In spite of their versatility, they have been the butt of jokes and maligned for decades. Maybe centuries. I’m sure I sputtered and stammered and called my sister a pumpkin-head at least once when I was little. Yes, I certainly had a way with words! Years later in France, I learned I should not mistake it for an endearment if someone muttered “Quelle courge!” (translation: What a squash!). It was just another impatient local frustrated by my slow-witted attempt to negotiate life in a foreign country.

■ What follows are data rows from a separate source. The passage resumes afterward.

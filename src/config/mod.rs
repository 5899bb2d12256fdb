use std::collections::BTreeMap;
use std::path::PathBuf;
use serde::{Deserialize, Serialize};
use serde_json::{Map, Value};

pub mod loader;
pub mod sources;

pub use loader::AppConfig;
pub use sources::{build_sources, SourceConfig};

#[derive(Clone, Debug, Default, Deserialize, Serialize)]
pub struct AggregatorConfig {
    /// Worker pool size; defaults to min(8, source count).
    #[serde(default)]
    pub max_workers: Option<usize>,
    #[serde(default)]
    pub arbitration: bool,
    /// Static fields merged into every structured event.
    #[serde(default)]
    pub log_context: BTreeMap<String, String>,
    /// Where the enabled-source mapping is persisted, if anywhere.
    #[serde(default)]
    pub state_file: Option<PathBuf>,
}

impl AggregatorConfig {
    pub fn log_context_map(&self) -> Map<String, Value> {
        self.log_context
            .iter()
            .map(|(k, v)| (k.clone(), Value::String(v.clone())))
            .collect()
    }
}
use std::path::PathBuf;
use anyhow::Context;
use clap::Parser;
use price_arbiter::config::{build_sources, AppConfig};
use price_arbiter::observability::metrics::register_metrics;
use price_arbiter::observability::tracing::init_tracing;
use price_arbiter::persistence::StateFile;
use price_arbiter::MultiSourcePriceService;

#[derive(Parser, Debug)]
#[command(name = "price-arbiter", about = "Check an item against every configured price source")]
struct Args {
    /// Config file; overrides the layered config/ directory lookup
    #[arg(long, env = "PRICE_ARBITER_CONFIG")]
    config: Option<PathBuf>,

    /// Environment overlay loaded from config/{env}.toml
    #[arg(long, default_value = "local")]
    env: String,

    /// Emit logs as JSON
    #[arg(long)]
    json_logs: bool,

    /// Disable a source by name (repeatable); persisted when a state file is configured
    #[arg(long = "disable")]
    disable: Vec<String>,

    /// Force arbitration on regardless of config
    #[arg(long)]
    arbitrate: bool,

    /// Raw item text, e.g. pasted from the clipboard
    item: Vec<String>,
}

#[tokio::main]
async fn main() -> anyhow::Result<()> {
    let args = Args::parse();
    init_tracing(args.json_logs);
    if let Err(e) = register_metrics() {
        tracing::warn!("Metrics registration failed: {}", e);
    }

    let app = match &args.config {
        Some(path) => AppConfig::from_file(path),
        None => AppConfig::load(&args.env),
    }
    .context("loading configuration")?;

    let sources = build_sources(&app.sources).context("building price sources")?;
    let mut service = MultiSourcePriceService::new(sources)?
        .with_arbitration(app.aggregator.arbitration || args.arbitrate)
        .with_log_context(app.aggregator.log_context_map());
    if let Some(max_workers) = app.aggregator.max_workers {
        service = service.with_max_workers(max_workers);
    }

    if let Some(path) = &app.aggregator.state_file {
        let store = StateFile::new(path);
        match store.load() {
            Ok(state) => service = service.with_enabled_state(&state),
            Err(e) => tracing::warn!("Ignoring unreadable state file {}: {}", path.display(), e),
        }
        service = service.on_enabled_change(store.callback());
    }

    if !args.disable.is_empty() {
        let mut state = service.get_enabled_state();
        for name in &args.disable {
            state.insert(name.clone(), false);
        }
        service.set_enabled_state(&state);
    }

    let text = args.item.join(" ");
    let rows = service.check_item(&text).await;
    println!("{}", serde_json::to_string_pretty(&rows)?);
    Ok(())
}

And who can forget Peter? I’m not sure what eating pumpkin had to do with it, but poor Peter couldn’t seem to keep a hold of his wife or maybe it was his house. I think he must have been caught in an early credit and mortgage crisis because they ended up living in a pumpkin shell. Cinderella had a similar problem. On her pitiful maid’s salary, she couldn’t make her carriage payments and was forced to borrow a pumpkin to get to the prom.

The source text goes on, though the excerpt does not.